STORED DATA below:
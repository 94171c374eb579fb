use crate::error::{Error, Result};

/// Decoded RGBA8 pixels, row-major, four bytes per pixel.
#[derive(Debug, Clone, PartialEq, Eq)]
pub struct ImageBuffer {
    pixels: Vec<u8>,
    width: u32,
    height: u32,
}

/// Normalized color at one pixel plus its BT.709 relative luminance.
#[derive(Debug, Copy, Clone, PartialEq, Default)]
pub struct PixelSample {
    pub r: f32,
    pub g: f32,
    pub b: f32,
    pub a: f32,
    pub brightness: f32,
}

impl PixelSample {
    fn from_rgba(rgba: &[u8]) -> Self {
        let r = rgba[0] as f32 / 255.;
        let g = rgba[1] as f32 / 255.;
        let b = rgba[2] as f32 / 255.;
        let a = rgba[3] as f32 / 255.;

        Self {
            r,
            g,
            b,
            a,
            brightness: luminance(r, g, b),
        }
    }
}

/// No gamma decoding is applied; channels are used as stored. Clamped so
/// float rounding on pure white cannot leave `[0, 1]`.
pub fn luminance(r: f32, g: f32, b: f32) -> f32 {
    (0.2126 * r + 0.7152 * g + 0.0722 * b).clamp(0.0, 1.0)
}

impl ImageBuffer {
    pub fn new(pixels: Vec<u8>, width: u32, height: u32) -> Result<Self> {
        if width == 0 || height == 0 {
            return Err(Error::InvalidInput(format!(
                "image must have non-zero dimensions, got {}x{}",
                width, height
            )));
        }
        let expected = width as usize * height as usize * 4;
        if pixels.len() != expected {
            return Err(Error::InvalidInput(format!(
                "{}x{} RGBA image needs {} bytes, got {}",
                width,
                height,
                expected,
                pixels.len()
            )));
        }

        Ok(Self {
            pixels,
            width,
            height,
        })
    }

    pub fn width(&self) -> u32 {
        self.width
    }

    pub fn height(&self) -> u32 {
        self.height
    }

    pub fn pixels(&self) -> &[u8] {
        &self.pixels
    }

    pub fn aspect_ratio(&self) -> f32 {
        self.width as f32 / self.height as f32
    }

    /// Nearest-neighbor lookup at `(u, v)` in `[0, 1]`. `1.0` maps onto the
    /// last row/column.
    pub fn sample(&self, u: f32, v: f32) -> Result<PixelSample> {
        let in_range = |t: f32| (0.0..=1.0).contains(&t);
        if !in_range(u) || !in_range(v) {
            return Err(Error::InvalidInput(format!(
                "sample coordinates ({}, {}) outside [0, 1]",
                u, v
            )));
        }
        Ok(self.sample_unchecked(u, v))
    }

    /// Caller guarantees `u` and `v` are finite and within `[0, 1]`.
    pub(crate) fn sample_unchecked(&self, u: f32, v: f32) -> PixelSample {
        let x = ((u * self.width as f32) as u32).min(self.width - 1) as usize;
        let y = ((v * self.height as f32) as u32).min(self.height - 1) as usize;
        let index = (y * self.width as usize + x) * 4;

        PixelSample::from_rgba(&self.pixels[index..index + 4])
    }
}
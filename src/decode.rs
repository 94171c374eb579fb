use std::path::Path;

use anyhow::Context;
use image::{imageops::FilterType, DynamicImage, GenericImageView};
use log::{debug, info};

use crate::image_buffer::ImageBuffer;

/// Decodes `path` and scales it down to fit `max_dimension`.
pub fn load_image(path: impl AsRef<Path>, max_dimension: u32) -> anyhow::Result<ImageBuffer> {
    let path = path.as_ref();
    let image = image::open(path).with_context(|| format!("failed to open {}", path.display()))?;
    info!(
        "Decoded {} ({}x{})",
        path.display(),
        image.width(),
        image.height()
    );
    from_dynamic_image(image, max_dimension)
}

/// Aspect ratio is preserved; images already within bounds are not resampled.
pub fn from_dynamic_image(image: DynamicImage, max_dimension: u32) -> anyhow::Result<ImageBuffer> {
    let (width, height) = image.dimensions();
    let image = match fitted_dimensions(width, height, max_dimension) {
        Some((w, h)) => {
            debug!("Resizing {}x{} to {}x{}", width, height, w, h);
            image.resize_exact(w, h, FilterType::Triangle)
        }
        None => image,
    };

    let rgba = image.to_rgba8();
    let (width, height) = rgba.dimensions();
    Ok(ImageBuffer::new(rgba.into_raw(), width, height)?)
}

/// Target size when `max(width, height)` exceeds `max_dimension`.
fn fitted_dimensions(width: u32, height: u32, max_dimension: u32) -> Option<(u32, u32)> {
    let longest = width.max(height);
    if longest <= max_dimension || max_dimension == 0 {
        return None;
    }
    let scale = max_dimension as f64 / longest as f64;
    let fit = |side: u32| ((side as f64 * scale).round() as u32).clamp(1, max_dimension);
    Some((fit(width), fit(height)))
}
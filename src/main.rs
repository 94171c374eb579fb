use std::{
    path::PathBuf,
    time::{Duration, Instant},
};

use anyhow::{Context, Result};
use winit::{
    dpi::LogicalSize,
    event::{ElementState, Event, KeyboardInput, VirtualKeyCode, WindowEvent},
    event_loop::{ControlFlow, EventLoop},
    window::WindowBuilder,
};

mod app;

use app::App;
use stardust::Settings;

fn main() -> Result<()> {
    env_logger::init();

    let image_path: PathBuf = std::env::args_os()
        .nth(1)
        .map(PathBuf::from)
        .context("Usage: stardust <image>")?;
    let settings = Settings::from_env();

    let event_loop = EventLoop::new();

    let window = WindowBuilder::new()
        .with_title("stardust")
        .with_inner_size(LogicalSize::<u32> {
            width: 960,
            height: 640,
        })
        .build(&event_loop)
        .context("Failed to build window")?;

    let mut last_render_inst = Instant::now();

    let mut app = App::new(window, image_path, settings)?;

    event_loop.run(move |e, _, control_flow| match e {
        Event::WindowEvent { event, .. } => match event {
            WindowEvent::CloseRequested => *control_flow = ControlFlow::Exit,
            WindowEvent::Resized(size) => app.on_resize(size),
            WindowEvent::ScaleFactorChanged { new_inner_size, .. } => {
                app.on_resize(*new_inner_size)
            }
            WindowEvent::KeyboardInput {
                input:
                    KeyboardInput {
                        state: ElementState::Released,
                        virtual_keycode: Some(keycode),
                        ..
                    },
                ..
            } => match keycode {
                VirtualKeyCode::Escape => *control_flow = ControlFlow::Exit,
                keycode => app.on_key_up(keycode),
            },
            _ => (),
        },
        Event::MainEventsCleared => {
            let target_frame_interval = Duration::from_secs_f64(1.0 / 60.0);
            let elapsed_from_last_draw = last_render_inst.elapsed();
            if target_frame_interval > elapsed_from_last_draw {
                let wait = target_frame_interval - elapsed_from_last_draw;
                *control_flow = ControlFlow::WaitUntil(Instant::now() + wait);
                return;
            }

            app.render();

            last_render_inst = Instant::now();
        }
        _ => (),
    });
}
End of STORED DATA.
WHAT TO PRODUCE: Across the records above, return every line that contains the word "VirtualKeyCode".

TASK RESPONSE:
    event::{ElementState, Event, KeyboardInput, VirtualKeyCode, WindowEvent},
                VirtualKeyCode::Escape => *control_flow = ControlFlow::Exit,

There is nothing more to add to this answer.